O Sporting até tentou assumir a iniciativa, mas a iniciativa parecia estar de férias no Algarve. Huljmand e companhia movimentavam-se, mas era como procurar rede de telemóvel numa cave ou como eu neste momento no Alentejo, nada de sinal. O FC Porto, por sua vez, vinha tranquilo, como quem diz:
“Não precisamos marcar já, eles eventualmente irão mais tarde ajudar.”
O relvado parecia assistir em silêncio a uma batalha entre dois conjuntos de jogadores que não queriam cometer erros. Resultado? Zero golos, zero riscos mas muita emoção. Bola lá, bola lá num jogo de futebol que parecia ténis mas sem “match point”.
A primeira parte terminou estilo vésperas de um exame nacional de Filosofia, com muitas dúvidas sobre como seria a segunda parte, algumas frases decoradas mas de difícil interpretação.
A segunda parte foi melho mas para o FC Porto. Logo aos 61 minutos, Luuk de Jong estrei-se a marcar, o holandês que parece ter sido contratado apenas para estragar tardes sportinguistas, apareceu solto na área e rematou para o 0–1. Foi como ligar o despertador depois de uma sesta demasiado longa, acordou toda a gente no estádio e os sportinguistas começaram a ficar com aquela sensação de Bloco de Esquerda após os primeiros resultados das últimas eleições.
O Sporting ainda tentava perceber de onde tinha vindo o golpe quando, três minutos depois, William Gomes resolveu mostrar que também queria entrar nos momentos marcantes da semana. Pegou na bola e imitando Ricardo Salgado fez magia, não desapareceu com milhões mas fez um golão que pode vir a valer milhões.
Foi tudo tão rápido que parecia replay acelerado. Rui Borges, no banco, ficou com a cara de quem descobre que o frigorífico está vazio depois de prometer jantar a amigos.
A partir daí, o FC Porto geria com tranquilidade e até parecia capaz de mais. Mas o Sporting também queria deixar a sua marca… e até conseguiu. Nehuén Pérez, com a delicadeza de um convidado que parte a loiça toda no jantar de família, meteu a bola na própria baliza e ofereceu um golo ao adversário.
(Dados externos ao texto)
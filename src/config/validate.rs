//! Config validation logic.

use std::time::Duration;
use tracing::debug;

use crate::errors::TidyMoveError;

use super::types::Config;

impl Config {
    /// Reject settings the pipeline cannot honour.
    pub fn validate(&self) -> Result<(), TidyMoveError> {
        if self.progress_interval == Duration::ZERO {
            return Err(TidyMoveError::InvalidTickInterval);
        }
        debug!(
            log_level = %self.log_level,
            json = self.json,
            interval_ms = self.progress_interval.as_millis() as u64,
            log_file = %self
                .log_file
                .as_ref()
                .map(|p| p.display().to_string())
                .unwrap_or_else(|| "<none>".into()),
            "Config validated"
        );
        Ok(())
    }
}

#[cfg(test)]
mod tests {
    use super::*;

    #[test]
    fn default_config_is_valid() {
        assert!(Config::default().validate().is_ok());
    }

    #[test]
    fn zero_interval_is_rejected() {
        let cfg = Config {
            progress_interval: Duration::ZERO,
            ..Default::default()
        };
        let err = cfg.validate().unwrap_err();
        assert!(matches!(err, TidyMoveError::InvalidTickInterval));
    }
}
O golo do argentino fez 1–2 e lançou a esperança entre os leões mas como diz o famoso treinador Ted Lasso, é a esperança que nos mata. O FC Porto não tremeu, limitou-se a segurar a vantagem com calma e sabedoria, enquanto os leões se debatiam com a falta de ideias. A bola circulava, mas parecia que ninguém sabia bem para onde. Rui Borges gritava na linha lateral, Farioli gesticulava como maestro de orquestra… e o relógio foi andando até ao fim.
No fim, o FC Porto sai de Alvalade com três pontos na mala e a liderança isolada do campeonato. Quatro jogos, quatro vitórias, estatuto de candidato assumido. Farioli, no rescaldo, ainda sorriu como quem acabou de vencer uma partida de xadrez sem sequer perder um peão ou um jogador.
Do lado leonino, Rui Borges sentiu na pele o peso da derrota em clássicos. Não foi um descalabro, mas também não foi uma exibição que inspire confiança. Não há campeões em Agosto mas duas derrotas com os dois rivais num espaço de um mês parece um regresso a um passado do qual os leões não têm muitas saudades.
As bancadas esvaziaram-se num misto de frustração e resignação. Os adeptos sabiam que o campeonato ainda é longo, mas a piada ficou feita: “Até quando o Sporting marca… o golo é para o Porto.”
Assim terminou o clássico, espetáculo na primeira parte, drama na segunda e com uma conclusão que resume bem o futebol português, lógica não é coisa que lhe assista.